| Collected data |
====================

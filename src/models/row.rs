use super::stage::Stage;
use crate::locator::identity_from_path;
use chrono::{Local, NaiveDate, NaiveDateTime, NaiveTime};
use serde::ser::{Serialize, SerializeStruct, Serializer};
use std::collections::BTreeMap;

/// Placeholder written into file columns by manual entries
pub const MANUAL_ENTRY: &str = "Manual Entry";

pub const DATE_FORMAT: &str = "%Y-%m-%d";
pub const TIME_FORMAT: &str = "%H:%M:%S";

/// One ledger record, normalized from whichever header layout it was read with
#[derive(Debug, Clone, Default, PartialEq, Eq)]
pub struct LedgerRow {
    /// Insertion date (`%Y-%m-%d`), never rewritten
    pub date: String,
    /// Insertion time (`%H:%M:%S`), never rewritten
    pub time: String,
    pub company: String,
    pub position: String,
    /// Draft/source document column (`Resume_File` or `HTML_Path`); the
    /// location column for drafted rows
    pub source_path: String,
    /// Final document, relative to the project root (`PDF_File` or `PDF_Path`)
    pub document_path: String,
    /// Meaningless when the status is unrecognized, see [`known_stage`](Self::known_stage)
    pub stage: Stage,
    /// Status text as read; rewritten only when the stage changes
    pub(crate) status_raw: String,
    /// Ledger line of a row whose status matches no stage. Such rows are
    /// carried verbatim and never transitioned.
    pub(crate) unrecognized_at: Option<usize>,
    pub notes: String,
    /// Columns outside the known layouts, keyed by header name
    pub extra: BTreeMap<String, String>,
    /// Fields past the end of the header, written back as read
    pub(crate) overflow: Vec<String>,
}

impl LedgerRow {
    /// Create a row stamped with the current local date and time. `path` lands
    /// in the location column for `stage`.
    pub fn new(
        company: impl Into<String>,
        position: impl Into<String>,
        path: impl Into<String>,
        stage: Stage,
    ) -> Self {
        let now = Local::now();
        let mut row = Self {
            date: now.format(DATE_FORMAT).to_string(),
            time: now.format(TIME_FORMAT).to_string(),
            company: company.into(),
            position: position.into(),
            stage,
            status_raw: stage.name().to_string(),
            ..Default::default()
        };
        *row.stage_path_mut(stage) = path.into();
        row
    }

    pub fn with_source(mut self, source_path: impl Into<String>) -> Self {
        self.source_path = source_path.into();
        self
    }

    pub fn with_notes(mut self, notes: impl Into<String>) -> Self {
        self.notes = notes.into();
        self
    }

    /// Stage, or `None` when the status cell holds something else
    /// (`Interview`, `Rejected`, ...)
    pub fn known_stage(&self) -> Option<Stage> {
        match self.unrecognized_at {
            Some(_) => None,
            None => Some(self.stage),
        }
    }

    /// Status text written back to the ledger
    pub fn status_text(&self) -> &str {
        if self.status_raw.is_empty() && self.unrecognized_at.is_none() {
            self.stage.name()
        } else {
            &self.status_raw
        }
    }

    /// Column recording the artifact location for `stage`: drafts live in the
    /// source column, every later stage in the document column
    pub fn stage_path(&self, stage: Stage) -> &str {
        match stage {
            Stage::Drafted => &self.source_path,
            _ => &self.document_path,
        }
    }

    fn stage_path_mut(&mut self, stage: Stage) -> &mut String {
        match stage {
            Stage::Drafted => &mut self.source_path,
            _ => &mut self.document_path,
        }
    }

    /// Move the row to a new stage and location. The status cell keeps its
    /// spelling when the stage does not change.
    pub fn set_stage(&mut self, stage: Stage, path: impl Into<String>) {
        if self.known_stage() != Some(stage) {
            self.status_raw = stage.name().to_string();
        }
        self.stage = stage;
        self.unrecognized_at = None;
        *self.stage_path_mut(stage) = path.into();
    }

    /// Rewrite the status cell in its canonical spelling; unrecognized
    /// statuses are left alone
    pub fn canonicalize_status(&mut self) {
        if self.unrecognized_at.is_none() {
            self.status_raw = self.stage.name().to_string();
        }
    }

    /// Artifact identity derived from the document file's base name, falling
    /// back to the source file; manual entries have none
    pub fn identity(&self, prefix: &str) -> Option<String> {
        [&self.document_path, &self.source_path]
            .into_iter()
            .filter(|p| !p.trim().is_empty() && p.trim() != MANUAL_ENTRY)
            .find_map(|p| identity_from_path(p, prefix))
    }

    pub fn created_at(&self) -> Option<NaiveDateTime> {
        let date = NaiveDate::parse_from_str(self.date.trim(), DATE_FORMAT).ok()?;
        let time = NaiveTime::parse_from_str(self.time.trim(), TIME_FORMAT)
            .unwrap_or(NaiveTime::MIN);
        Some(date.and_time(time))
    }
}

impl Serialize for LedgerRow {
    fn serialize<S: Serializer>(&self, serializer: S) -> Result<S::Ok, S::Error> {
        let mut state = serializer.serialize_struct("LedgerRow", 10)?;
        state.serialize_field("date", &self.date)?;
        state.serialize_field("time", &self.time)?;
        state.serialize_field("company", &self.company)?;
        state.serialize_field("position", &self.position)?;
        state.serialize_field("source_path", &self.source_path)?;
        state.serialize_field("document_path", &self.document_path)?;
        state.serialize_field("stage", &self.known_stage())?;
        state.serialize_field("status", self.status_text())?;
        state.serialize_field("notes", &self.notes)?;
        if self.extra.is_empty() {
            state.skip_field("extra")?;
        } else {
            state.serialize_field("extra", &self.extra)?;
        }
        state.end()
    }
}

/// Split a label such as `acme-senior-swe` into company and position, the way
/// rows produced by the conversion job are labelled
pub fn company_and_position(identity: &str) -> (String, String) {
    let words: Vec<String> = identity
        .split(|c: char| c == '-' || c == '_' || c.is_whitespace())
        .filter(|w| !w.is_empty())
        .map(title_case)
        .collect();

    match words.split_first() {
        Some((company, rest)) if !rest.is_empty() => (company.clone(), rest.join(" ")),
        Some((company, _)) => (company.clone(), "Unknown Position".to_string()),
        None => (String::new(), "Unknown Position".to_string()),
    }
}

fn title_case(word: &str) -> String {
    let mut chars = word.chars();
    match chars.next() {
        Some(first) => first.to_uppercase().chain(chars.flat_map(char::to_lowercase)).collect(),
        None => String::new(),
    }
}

====================

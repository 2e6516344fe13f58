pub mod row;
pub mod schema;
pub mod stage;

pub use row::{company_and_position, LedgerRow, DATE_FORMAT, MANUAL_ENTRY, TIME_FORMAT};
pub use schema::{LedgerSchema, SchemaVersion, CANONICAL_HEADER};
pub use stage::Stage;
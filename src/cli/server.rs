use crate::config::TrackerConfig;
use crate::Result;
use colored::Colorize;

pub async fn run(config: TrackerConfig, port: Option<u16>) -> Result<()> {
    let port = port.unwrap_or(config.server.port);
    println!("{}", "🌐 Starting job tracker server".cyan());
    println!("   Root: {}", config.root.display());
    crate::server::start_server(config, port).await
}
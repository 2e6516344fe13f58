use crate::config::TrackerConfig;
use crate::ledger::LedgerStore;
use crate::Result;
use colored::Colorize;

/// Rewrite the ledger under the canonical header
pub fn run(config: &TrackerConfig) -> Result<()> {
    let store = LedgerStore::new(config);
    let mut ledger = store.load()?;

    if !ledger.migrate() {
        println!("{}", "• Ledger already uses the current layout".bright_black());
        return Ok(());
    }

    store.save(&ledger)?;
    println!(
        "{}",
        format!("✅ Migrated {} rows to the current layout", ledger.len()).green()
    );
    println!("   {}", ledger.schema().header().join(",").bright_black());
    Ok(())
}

====================

Reproduce the entries above exactly, but only the lines between the line holding "by manual entries" and the line holding "Draft/source document column", inclusive.

/// Placeholder written into file columns by manual entries
pub const MANUAL_ENTRY: &str = "Manual Entry";

pub const DATE_FORMAT: &str = "%Y-%m-%d";
pub const TIME_FORMAT: &str = "%H:%M:%S";

/// One ledger record, normalized from whichever header layout it was read with
#[derive(Debug, Clone, Default, PartialEq, Eq)]
pub struct LedgerRow {
    /// Insertion date (`%Y-%m-%d`), never rewritten
    pub date: String,
    /// Insertion time (`%H:%M:%S`), never rewritten
    pub time: String,
    pub company: String,
    pub position: String,
    /// Draft/source document column (`Resume_File` or `HTML_Path`); the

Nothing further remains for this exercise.